(Dataset entries)
// Job matching and career-path listings over the relational store.

pub mod handlers;
pub mod matching;
pub mod queries;
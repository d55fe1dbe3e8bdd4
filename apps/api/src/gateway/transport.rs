use std::collections::BTreeMap;
use std::time::Duration;

use async_trait::async_trait;
use reqwest::{Client, Method, Url};
use serde_json::Value;
use thiserror::Error;

/// Outbound request deadline when none is configured.
pub const DEFAULT_TIMEOUT: Duration = Duration::from_secs(10);

/// A fully-formed outbound call: resolved URL (auth included), headers, body, deadline.
#[derive(Debug, Clone)]
pub struct RequestDescriptor {
    pub method: Method,
    pub url: Url,
    pub headers: BTreeMap<String, String>,
    pub body: Option<Value>,
    pub timeout: Duration,
    /// Query parameter carrying the API key, if any. Used to redact log output.
    pub secret_param: Option<&'static str>,
}

impl RequestDescriptor {
    pub fn new(method: Method, url: Url) -> Self {
        Self {
            method,
            url,
            headers: BTreeMap::new(),
            body: None,
            timeout: DEFAULT_TIMEOUT,
            secret_param: None,
        }
    }

    pub fn with_header(mut self, name: impl Into<String>, value: impl Into<String>) -> Self {
        self.headers
            .insert(name.into().to_ascii_lowercase(), value.into());
        self
    }

    pub fn with_json(mut self, body: Value) -> Self {
        self.body = Some(body);
        self
    }

    pub fn with_timeout(mut self, timeout: Duration) -> Self {
        self.timeout = timeout;
        self
    }

    /// The URL with the API key query parameter masked, safe to log.
    pub fn redacted_url(&self) -> String {
        let Some(secret) = self.secret_param else {
            return self.url.to_string();
        };

        let mut url = self.url.clone();
        let pairs: Vec<(String, String)> = self
            .url
            .query_pairs()
            .map(|(k, v)| {
                let v = if k == secret { "***".into() } else { v.into_owned() };
                (k.into_owned(), v)
            })
            .collect();
        url.query_pairs_mut().clear().extend_pairs(pairs);
        url.to_string()
    }
}

#[derive(Debug, Clone, PartialEq, Eq)]
pub struct TransportResponse {
    pub status: u16,
    pub body: String,
}

/// Failure before a usable response was received.
#[derive(Debug, Error)]
pub enum TransportError {
    #[error("request timed out")]
    Timeout,

    #[error("connection failed: {0}")]
    Connect(String),

    #[error("request failed: {0}")]
    Request(String),
}

/// Outbound HTTP seam. Production uses [`ReqwestTransport`]; tests script responses.
#[async_trait]
pub trait HttpTransport: Send + Sync {
    async fn execute(
        &self,
        request: &RequestDescriptor,
    ) -> Result<TransportResponse, TransportError>;
}

#[derive(Clone)]
pub struct ReqwestTransport {
    client: Client,
}

impl ReqwestTransport {
    pub fn new() -> Result<Self, reqwest::Error> {
        let client = Client::builder()
            .user_agent(concat!("career-api/", env!("CARGO_PKG_VERSION")))
            .build()?;
        Ok(Self { client })
    }
}

#[async_trait]
impl HttpTransport for ReqwestTransport {
    async fn execute(
        &self,
        request: &RequestDescriptor,
    ) -> Result<TransportResponse, TransportError> {
        let mut builder = self
            .client
            .request(request.method.clone(), request.url.clone())
            .timeout(request.timeout);

        for (name, value) in &request.headers {
            builder = builder.header(name, value);
        }
        if let Some(body) = &request.body {
            builder = builder.json(body);
        }

        let response = builder.send().await.map_err(map_reqwest_error)?;
        let status = response.status().as_u16();
        let body = response.text().await.map_err(map_reqwest_error)?;

        Ok(TransportResponse { status, body })
    }
}

fn map_reqwest_error(error: reqwest::Error) -> TransportError {
    // reqwest error strings can echo the request URL; keep only the kind.
    let error = error.without_url();
    if error.is_timeout() {
        TransportError::Timeout
    } else if error.is_connect() {
        TransportError::Connect(error.to_string())
    } else {
        TransportError::Request(error.to_string())
    }
}

#[cfg(test)]
mod tests {
    use super::*;

    #[test]
    fn test_header_names_are_lowercased() {
        let url = Url::parse("https://example.test/v1").unwrap();
        let request = RequestDescriptor::new(Method::GET, url).with_header("X-Api-Key", "k");
        assert_eq!(request.headers.get("x-api-key").map(String::as_str), Some("k"));
    }

    #[test]
    fn test_redacted_url_masks_secret_param_only() {
        let url = Url::parse("https://example.test/v1?q=rust&key=secret-123").unwrap();
        let mut request = RequestDescriptor::new(Method::GET, url);
        request.secret_param = Some("key");

        let redacted = request.redacted_url();
        assert!(!redacted.contains("secret-123"), "{redacted}");
        assert!(redacted.contains("q=rust"));
    }

    #[test]
    fn test_redacted_url_without_secret_is_unchanged() {
        let url = Url::parse("https://example.test/v1?q=rust").unwrap();
        let request = RequestDescriptor::new(Method::GET, url);
        assert_eq!(request.redacted_url(), "https://example.test/v1?q=rust");
    }

    mod reqwest_transport {
        use super::*;
        use httpmock::prelude::*;
        use serde_json::json;

        fn descriptor(method: Method, url: &str) -> RequestDescriptor {
            RequestDescriptor::new(method, Url::parse(url).unwrap())
        }

        #[tokio::test]
        async fn test_sends_headers_and_json_body() {
            let server = MockServer::start_async().await;
            let mock = server
                .mock_async(|when, then| {
                    when.method(POST)
                        .path("/v2/everything")
                        .header("x-api-key", "news-key")
                        .header("authorization", "Bearer market-key")
                        .json_body(json!({"q": "rust jobs"}));
                    then.status(200).body(r#"{"status":"ok"}"#);
                })
                .await;

            let request = descriptor(Method::POST, &server.url("/v2/everything"))
                .with_header("X-Api-Key", "news-key")
                .with_header("authorization", "Bearer market-key")
                .with_json(json!({"q": "rust jobs"}));
            let response = ReqwestTransport::new().unwrap().execute(&request).await.unwrap();

            mock.assert_async().await;
            assert_eq!(response.status, 200);
            assert_eq!(response.body, r#"{"status":"ok"}"#);
        }

        #[tokio::test]
        async fn test_error_status_keeps_body() {
            let server = MockServer::start_async().await;
            server
                .mock_async(|when, then| {
                    when.method(GET).path("/v2/snapshot");
                    then.status(503).body("upstream maintenance");
                })
                .await;

            let request = descriptor(Method::GET, &server.url("/v2/snapshot"));
            let response = ReqwestTransport::new().unwrap().execute(&request).await.unwrap();

            assert_eq!(response.status, 503);
            assert_eq!(response.body, "upstream maintenance");
        }

        #[tokio::test]
        async fn test_refused_connection_is_a_connect_error() {
            let request = descriptor(Method::GET, "http://127.0.0.1:1/unreachable");
            let err = ReqwestTransport::new().unwrap().execute(&request).await.unwrap_err();
            assert!(matches!(err, TransportError::Connect(_)), "{err:?}");
        }

        #[tokio::test]
        async fn test_slow_upstream_is_a_timeout() {
            let server = MockServer::start_async().await;
            server
                .mock_async(|when, then| {
                    when.method(GET).path("/slow");
                    then.status(200).delay(Duration::from_secs(2)).body("{}");
                })
                .await;

            let request = descriptor(Method::GET, &server.url("/slow"))
                .with_timeout(Duration::from_millis(100));
            let err = ReqwestTransport::new().unwrap().execute(&request).await.unwrap_err();
            assert!(matches!(err, TransportError::Timeout), "{err:?}");
        }
    }
}
use chrono::{DateTime, Utc};
use serde::{Deserialize, Serialize};
use sqlx::FromRow;
use uuid::Uuid;

#[derive(Debug, Clone, Serialize, Deserialize, FromRow)]
pub struct CareerPathRow {
    pub id: Uuid,
    pub title: String,
    pub description: String,
    pub core_skills: Vec<String>,
    pub median_salary: Option<i32>,
    /// Free text such as "much faster than average".
    pub growth_outlook: Option<String>,
    pub created_at: DateTime<Utc>,
}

## Problem requirements
Only lines containing the string "DateTime" belong in the answer; find them in the data above and copy them.

## Exercise solution
use chrono::{DateTime, Utc};
    pub created_at: DateTime<Utc>,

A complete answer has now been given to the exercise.